# New Tank!



## Gizmo (Dec 6, 2010)

Hello ladies and gents, my wife gave me the thumbs-up to get a new tank, and I'd like to hear your thoughts!

It will be a nano tank (10g or less), low tech, I'm intending to use some SeaChem Onyx sand substrate with a bottom layer of Laterite and root fert tabs, a small chunk of driftwood, some low-light plants like anubias, crypt, and hygro.

Ideally I'd like to have a single male scarlet badis and some red cherry shrimp, but I'm open to suggestions.

The MOST important, is what tank to go with? It will be on the end of the kitchen counter, cabinetry is white, walls are white, counter top looks like Carrera Marble, and backsplash is a grey slate herringbone.

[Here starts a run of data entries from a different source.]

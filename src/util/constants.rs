// PRISM - util/constants.rs
//
// Single source of truth for named constants, export column names, and
// defaults.

// =============================================================================
// Application metadata
// =============================================================================

/// Application display name.
pub const APP_NAME: &str = "PRISM";

/// Application identifier used for config/data directories.
pub const APP_ID: &str = "prism";

/// Current application version.
pub const APP_VERSION: &str = env!("CARGO_PKG_VERSION");

// =============================================================================
// Export columns (Google Workspace email log search)
// =============================================================================
//
// The parser is header-driven: columns may appear in any order and unknown
// columns are ignored.

pub const COL_MESSAGE_ID: &str = "Message ID";
pub const COL_START_DATE: &str = "Start date";
pub const COL_END_DATE: &str = "End date";
pub const COL_SENDER: &str = "Sender";
pub const COL_MESSAGE_SIZE: &str = "Message size";
pub const COL_SUBJECT: &str = "Subject";
pub const COL_DIRECTION: &str = "Direction";
pub const COL_ATTACHMENTS: &str = "Attachments";
pub const COL_RECIPIENT: &str = "Recipient address";
pub const COL_EVENT_TARGET: &str = "Event target";
pub const COL_EVENT_DATE: &str = "Event date";
pub const COL_EVENT_STATUS: &str = "Event status";
pub const COL_EVENT_TARGET_IP: &str = "Event target IP address";
pub const COL_HAS_ENCRYPTION: &str = "Has encryption";
pub const COL_SMTP_REPLY_CODE: &str = "Event SMTP reply code";
pub const COL_EVENT_DESCRIPTION: &str = "Event description";
pub const COL_CLIENT_TYPE: &str = "Client Type";
pub const COL_DEVICE_SESSION_ID: &str = "Device User Session ID";

/// Value of the "Has encryption" column for encrypted messages.
pub const ENCRYPTED_MARKER: &str = "Encrypted";

/// chrono format for the date/time part of export timestamps. The trailing
/// zone abbreviation is handled separately.
pub const EXPORT_DATE_FORMAT: &str = "%Y/%m/%d %H:%M:%S";

/// Human-readable form of the export timestamp layout, used in error text.
pub const EXPORT_DATE_LAYOUT: &str = "YYYY/MM/DD hh:mm:ss ZONE";

// =============================================================================
// Reporting
// =============================================================================

/// Default suffix appended to the report title date.
pub const DEFAULT_REPORT_TITLE_SUFFIX: &str = "Phishing Incident";

/// Sender text used in the narrative when more than one sender is involved.
pub const MULTIPLE_SENDERS_TEXT: &str = "multiple users";

// =============================================================================
// Logging
// =============================================================================

/// Default log level.
pub const DEFAULT_LOG_LEVEL: &str = "info";

/// Log levels accepted in `[logging] level`.
pub const VALID_LOG_LEVELS: &[&str] = &["error", "warn", "info", "debug", "trace"];

// =============================================================================
// Configuration
// =============================================================================

/// Configuration file name.
pub const CONFIG_FILE_NAME: &str = "config.toml";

I'd like either a Fluval Spec V or a Fluval Edge. What are your thoughts?


----------



## Summer (Oct 3, 2011)

Go BIGGER!!! At least convince the wifey to let you do a 29 or something mid size? LOL


----------



## big b (Jun 28, 2014)

Instead of describing your room, why not post a pic?
I agree with Summer, make it a 29 gallon. It has a lot more room to plant and you might even be able to use some of the vertical space by doing a background of flame moss or something like vals.


----------



## SueD (Aug 4, 2012)

For a nano tank, the Spec V is a nice tank. I have 2 of them, one on a kitchen counter. Mine is black but they are available in white.

The Fluval Edge looks nice and sleek, but from a lot of what I've read, they are really difficult to maintain and work in because of the design of the top.


----------